----- Supplied records

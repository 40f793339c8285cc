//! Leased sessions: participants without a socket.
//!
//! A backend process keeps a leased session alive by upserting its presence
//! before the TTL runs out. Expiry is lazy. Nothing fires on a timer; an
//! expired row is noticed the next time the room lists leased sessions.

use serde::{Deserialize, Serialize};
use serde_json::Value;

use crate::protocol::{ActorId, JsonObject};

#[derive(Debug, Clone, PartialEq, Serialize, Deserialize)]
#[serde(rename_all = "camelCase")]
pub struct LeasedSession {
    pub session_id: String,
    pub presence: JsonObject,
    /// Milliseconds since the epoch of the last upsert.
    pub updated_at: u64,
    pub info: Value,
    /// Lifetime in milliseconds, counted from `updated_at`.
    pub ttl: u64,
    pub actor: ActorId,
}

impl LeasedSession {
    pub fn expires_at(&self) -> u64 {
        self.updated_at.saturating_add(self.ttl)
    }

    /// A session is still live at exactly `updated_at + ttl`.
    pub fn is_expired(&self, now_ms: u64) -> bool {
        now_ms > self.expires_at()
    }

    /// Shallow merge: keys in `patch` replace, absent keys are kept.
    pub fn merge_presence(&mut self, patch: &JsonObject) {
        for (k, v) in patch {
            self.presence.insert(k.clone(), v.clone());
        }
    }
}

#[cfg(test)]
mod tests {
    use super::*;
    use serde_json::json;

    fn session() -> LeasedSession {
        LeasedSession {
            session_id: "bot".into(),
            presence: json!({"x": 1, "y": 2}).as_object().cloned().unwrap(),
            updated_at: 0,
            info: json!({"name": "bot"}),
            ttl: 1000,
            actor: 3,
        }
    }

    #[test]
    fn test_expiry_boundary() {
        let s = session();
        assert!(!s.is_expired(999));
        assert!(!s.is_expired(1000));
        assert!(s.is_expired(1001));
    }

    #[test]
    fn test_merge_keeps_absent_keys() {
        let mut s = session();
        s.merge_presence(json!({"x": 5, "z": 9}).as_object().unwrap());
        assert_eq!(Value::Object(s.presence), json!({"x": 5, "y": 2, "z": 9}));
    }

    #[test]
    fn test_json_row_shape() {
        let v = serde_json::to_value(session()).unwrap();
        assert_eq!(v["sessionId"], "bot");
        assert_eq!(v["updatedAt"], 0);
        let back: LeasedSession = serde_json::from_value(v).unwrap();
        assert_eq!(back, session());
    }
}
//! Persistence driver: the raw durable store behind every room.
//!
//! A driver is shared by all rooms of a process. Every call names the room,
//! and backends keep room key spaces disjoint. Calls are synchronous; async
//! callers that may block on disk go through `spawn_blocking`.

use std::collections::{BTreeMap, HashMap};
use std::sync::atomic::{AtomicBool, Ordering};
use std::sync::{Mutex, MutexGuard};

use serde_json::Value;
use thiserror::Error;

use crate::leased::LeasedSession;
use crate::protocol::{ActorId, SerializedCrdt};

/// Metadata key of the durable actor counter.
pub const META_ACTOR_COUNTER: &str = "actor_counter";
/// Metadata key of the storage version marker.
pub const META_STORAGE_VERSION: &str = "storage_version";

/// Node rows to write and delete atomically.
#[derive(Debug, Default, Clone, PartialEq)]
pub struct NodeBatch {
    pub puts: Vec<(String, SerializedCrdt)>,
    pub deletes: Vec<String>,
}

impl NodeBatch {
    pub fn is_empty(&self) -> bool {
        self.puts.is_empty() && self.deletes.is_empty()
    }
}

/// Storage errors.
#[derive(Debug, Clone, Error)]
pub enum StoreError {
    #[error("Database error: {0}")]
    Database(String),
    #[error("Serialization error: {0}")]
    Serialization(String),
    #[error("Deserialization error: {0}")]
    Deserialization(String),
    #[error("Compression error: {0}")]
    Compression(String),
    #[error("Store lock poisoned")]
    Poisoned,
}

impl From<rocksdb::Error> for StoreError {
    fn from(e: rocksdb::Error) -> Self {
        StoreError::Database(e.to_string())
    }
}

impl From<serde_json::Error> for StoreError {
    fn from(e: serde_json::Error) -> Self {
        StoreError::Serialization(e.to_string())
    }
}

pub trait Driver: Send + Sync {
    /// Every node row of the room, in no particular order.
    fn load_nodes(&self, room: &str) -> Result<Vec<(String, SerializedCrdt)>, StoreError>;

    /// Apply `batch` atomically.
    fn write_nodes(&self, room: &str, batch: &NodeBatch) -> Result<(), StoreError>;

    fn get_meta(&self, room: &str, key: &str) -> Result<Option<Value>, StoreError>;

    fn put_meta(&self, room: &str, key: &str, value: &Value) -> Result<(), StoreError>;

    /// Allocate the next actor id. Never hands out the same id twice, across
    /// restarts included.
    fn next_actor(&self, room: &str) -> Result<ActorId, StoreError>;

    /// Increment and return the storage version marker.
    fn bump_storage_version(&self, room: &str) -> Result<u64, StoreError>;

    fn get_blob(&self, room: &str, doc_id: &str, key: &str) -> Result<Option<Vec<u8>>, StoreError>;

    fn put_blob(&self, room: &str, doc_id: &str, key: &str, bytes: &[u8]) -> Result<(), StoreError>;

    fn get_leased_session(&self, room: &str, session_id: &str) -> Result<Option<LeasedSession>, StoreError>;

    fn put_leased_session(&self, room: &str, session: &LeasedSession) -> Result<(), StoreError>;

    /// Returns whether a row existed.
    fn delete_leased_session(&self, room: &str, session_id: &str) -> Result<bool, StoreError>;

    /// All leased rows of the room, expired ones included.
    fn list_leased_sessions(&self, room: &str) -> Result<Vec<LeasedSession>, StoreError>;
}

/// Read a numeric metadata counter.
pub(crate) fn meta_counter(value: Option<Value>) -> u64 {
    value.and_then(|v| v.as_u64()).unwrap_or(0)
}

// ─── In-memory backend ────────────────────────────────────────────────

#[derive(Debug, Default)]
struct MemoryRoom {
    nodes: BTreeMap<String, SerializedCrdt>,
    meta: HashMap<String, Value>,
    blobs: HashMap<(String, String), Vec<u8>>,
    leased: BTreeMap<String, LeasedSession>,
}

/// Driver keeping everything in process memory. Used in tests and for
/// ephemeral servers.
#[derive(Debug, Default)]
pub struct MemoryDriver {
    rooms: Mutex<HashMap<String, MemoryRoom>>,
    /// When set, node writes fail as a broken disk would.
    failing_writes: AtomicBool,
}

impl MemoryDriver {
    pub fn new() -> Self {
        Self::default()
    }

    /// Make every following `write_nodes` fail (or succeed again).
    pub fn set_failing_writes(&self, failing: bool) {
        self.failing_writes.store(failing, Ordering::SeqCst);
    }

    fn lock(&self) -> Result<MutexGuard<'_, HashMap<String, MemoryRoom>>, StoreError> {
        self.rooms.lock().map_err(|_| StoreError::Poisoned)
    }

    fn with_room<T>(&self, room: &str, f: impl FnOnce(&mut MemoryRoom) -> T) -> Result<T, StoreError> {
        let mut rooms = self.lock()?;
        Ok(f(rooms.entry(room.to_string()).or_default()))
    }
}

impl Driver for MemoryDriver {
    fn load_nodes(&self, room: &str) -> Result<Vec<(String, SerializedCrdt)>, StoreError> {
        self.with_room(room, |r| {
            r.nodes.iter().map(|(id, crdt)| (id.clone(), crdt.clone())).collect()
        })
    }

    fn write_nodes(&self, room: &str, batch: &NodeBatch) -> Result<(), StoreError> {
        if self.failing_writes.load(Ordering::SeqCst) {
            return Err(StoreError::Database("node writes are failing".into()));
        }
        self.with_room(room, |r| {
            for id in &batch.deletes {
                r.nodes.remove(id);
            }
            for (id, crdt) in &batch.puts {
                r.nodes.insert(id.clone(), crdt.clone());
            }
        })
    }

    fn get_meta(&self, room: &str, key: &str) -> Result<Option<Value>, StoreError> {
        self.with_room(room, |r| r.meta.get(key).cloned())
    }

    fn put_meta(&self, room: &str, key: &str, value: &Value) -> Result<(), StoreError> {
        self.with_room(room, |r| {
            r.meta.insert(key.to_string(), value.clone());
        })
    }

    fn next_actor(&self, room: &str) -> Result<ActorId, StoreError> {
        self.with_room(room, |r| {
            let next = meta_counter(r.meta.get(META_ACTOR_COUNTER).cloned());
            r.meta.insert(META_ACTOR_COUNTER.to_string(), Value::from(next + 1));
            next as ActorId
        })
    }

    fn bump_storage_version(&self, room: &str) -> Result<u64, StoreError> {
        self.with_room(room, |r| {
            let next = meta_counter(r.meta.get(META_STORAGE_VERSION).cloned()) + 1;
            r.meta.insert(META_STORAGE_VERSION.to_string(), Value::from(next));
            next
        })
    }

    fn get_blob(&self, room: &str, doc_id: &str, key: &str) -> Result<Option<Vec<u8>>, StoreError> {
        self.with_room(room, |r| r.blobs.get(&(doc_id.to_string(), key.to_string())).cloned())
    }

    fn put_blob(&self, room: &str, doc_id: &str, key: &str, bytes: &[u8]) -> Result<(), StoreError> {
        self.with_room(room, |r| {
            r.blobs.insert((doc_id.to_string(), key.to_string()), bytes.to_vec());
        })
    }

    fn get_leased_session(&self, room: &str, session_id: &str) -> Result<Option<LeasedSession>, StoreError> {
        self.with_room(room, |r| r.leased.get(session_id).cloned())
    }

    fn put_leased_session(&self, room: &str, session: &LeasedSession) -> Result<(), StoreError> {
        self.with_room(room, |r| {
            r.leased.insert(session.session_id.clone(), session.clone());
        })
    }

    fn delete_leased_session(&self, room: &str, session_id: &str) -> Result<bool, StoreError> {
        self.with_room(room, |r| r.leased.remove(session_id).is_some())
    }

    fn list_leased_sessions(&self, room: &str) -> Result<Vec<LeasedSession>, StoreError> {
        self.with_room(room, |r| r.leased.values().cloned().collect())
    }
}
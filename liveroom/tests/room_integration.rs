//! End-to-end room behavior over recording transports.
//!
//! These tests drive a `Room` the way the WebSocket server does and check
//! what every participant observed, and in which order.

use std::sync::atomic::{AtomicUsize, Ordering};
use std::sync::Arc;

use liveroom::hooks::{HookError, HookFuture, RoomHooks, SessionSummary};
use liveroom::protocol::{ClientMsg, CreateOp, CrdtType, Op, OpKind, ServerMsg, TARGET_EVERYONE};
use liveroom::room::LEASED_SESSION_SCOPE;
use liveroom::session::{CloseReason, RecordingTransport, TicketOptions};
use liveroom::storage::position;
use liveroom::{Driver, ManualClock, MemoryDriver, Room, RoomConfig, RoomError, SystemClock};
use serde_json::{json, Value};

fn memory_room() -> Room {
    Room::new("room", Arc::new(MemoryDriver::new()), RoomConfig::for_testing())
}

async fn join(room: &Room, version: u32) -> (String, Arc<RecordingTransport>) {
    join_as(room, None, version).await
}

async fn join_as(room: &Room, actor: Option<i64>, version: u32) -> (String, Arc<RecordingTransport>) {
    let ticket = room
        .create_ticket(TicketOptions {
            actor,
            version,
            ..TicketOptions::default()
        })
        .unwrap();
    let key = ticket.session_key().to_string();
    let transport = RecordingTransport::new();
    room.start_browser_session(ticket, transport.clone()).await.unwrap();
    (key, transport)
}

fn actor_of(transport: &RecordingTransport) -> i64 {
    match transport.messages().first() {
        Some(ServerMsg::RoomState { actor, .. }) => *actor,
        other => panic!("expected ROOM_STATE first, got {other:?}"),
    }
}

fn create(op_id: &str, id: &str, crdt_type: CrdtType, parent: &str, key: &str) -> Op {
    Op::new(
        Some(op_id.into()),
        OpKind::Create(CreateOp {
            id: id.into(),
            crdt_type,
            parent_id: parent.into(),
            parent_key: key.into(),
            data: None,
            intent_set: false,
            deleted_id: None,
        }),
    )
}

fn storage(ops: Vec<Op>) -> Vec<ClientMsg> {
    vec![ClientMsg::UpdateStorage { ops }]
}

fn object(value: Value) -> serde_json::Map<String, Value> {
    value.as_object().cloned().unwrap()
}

----------

• _What you have to do_
Copy out each line of the material above that holds the word "MemoryRoom".

• _Task solution_
struct MemoryRoom {
    rooms: Mutex<HashMap<String, MemoryRoom>>,
    fn lock(&self) -> Result<MutexGuard<'_, HashMap<String, MemoryRoom>>, StoreError> {
    fn with_room<T>(&self, room: &str, f: impl FnOnce(&mut MemoryRoom) -> T) -> Result<T, StoreError> {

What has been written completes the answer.